Scan the listing below for the string "HandlerFuture" and copy each line where it turns up.

**Given information:**

*** Begin section ***

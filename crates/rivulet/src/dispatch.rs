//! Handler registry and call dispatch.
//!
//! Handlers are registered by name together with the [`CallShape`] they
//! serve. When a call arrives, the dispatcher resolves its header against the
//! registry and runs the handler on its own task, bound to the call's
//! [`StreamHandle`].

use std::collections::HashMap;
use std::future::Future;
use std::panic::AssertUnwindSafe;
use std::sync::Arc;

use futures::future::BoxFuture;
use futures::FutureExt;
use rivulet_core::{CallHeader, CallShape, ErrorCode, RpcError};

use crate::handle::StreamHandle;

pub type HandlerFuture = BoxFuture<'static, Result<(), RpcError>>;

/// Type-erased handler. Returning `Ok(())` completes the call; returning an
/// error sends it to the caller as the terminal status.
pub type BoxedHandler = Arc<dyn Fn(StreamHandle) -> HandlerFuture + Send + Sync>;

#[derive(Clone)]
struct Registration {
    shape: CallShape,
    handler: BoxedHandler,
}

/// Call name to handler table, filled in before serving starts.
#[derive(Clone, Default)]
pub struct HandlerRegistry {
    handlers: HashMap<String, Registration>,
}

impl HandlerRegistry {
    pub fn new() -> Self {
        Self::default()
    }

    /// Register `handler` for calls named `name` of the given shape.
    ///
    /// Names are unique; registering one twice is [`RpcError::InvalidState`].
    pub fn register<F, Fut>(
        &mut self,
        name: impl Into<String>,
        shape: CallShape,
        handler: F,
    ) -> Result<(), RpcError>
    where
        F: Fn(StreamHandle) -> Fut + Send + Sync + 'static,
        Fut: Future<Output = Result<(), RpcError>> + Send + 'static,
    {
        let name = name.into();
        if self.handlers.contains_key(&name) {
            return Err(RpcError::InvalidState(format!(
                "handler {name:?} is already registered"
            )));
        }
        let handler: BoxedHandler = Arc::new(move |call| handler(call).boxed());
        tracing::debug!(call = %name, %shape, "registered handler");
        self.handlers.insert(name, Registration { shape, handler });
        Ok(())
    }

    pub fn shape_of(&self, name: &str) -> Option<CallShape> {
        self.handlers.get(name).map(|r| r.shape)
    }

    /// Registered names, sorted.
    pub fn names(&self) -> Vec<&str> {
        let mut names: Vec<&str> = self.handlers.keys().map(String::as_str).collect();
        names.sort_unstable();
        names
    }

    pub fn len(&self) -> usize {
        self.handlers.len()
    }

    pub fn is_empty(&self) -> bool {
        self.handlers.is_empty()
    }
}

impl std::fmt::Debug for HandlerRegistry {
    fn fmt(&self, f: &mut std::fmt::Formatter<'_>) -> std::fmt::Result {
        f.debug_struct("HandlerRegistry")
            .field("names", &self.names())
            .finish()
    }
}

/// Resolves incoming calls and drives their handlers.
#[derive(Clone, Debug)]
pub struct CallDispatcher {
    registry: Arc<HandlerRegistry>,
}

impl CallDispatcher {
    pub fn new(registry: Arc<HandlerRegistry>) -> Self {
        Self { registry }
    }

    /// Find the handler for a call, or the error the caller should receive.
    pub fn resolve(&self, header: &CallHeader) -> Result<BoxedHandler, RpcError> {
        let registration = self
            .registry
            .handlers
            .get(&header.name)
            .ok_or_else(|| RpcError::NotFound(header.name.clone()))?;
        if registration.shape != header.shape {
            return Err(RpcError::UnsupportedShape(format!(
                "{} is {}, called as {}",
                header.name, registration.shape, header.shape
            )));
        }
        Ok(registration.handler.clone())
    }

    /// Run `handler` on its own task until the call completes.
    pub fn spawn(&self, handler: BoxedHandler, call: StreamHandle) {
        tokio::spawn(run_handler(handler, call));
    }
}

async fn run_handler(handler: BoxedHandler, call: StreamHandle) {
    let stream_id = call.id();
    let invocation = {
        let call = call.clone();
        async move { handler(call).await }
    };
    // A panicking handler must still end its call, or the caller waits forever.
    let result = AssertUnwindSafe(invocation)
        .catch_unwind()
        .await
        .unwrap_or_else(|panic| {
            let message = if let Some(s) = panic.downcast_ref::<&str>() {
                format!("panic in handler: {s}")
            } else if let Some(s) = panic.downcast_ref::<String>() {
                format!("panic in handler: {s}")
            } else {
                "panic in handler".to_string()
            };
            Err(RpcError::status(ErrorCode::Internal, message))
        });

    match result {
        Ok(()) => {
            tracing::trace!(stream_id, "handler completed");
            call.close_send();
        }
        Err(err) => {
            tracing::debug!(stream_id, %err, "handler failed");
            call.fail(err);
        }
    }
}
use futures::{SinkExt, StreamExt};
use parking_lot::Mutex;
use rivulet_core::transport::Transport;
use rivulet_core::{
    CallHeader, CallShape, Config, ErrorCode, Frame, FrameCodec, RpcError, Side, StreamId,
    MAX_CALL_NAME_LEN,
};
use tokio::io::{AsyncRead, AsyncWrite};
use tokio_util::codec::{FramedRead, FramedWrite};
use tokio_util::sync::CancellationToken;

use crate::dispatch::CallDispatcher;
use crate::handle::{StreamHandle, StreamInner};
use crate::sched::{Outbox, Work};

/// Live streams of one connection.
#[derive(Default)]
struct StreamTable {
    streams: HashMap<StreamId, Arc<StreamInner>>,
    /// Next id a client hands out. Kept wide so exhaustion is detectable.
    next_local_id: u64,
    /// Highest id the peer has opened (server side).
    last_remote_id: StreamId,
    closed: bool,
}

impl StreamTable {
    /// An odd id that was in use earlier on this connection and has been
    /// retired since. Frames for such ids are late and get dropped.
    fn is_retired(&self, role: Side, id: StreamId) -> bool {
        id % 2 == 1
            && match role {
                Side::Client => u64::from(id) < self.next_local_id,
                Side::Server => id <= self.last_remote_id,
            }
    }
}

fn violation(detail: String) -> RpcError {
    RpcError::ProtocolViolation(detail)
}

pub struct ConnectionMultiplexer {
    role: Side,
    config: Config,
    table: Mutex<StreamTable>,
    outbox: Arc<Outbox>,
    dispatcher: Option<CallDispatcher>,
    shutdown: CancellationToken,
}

*** End section ***

**Reply:**
pub type HandlerFuture = BoxFuture<'static, Result<(), RpcError>>;
pub type BoxedHandler = Arc<dyn Fn(StreamHandle) -> HandlerFuture + Send + Sync>;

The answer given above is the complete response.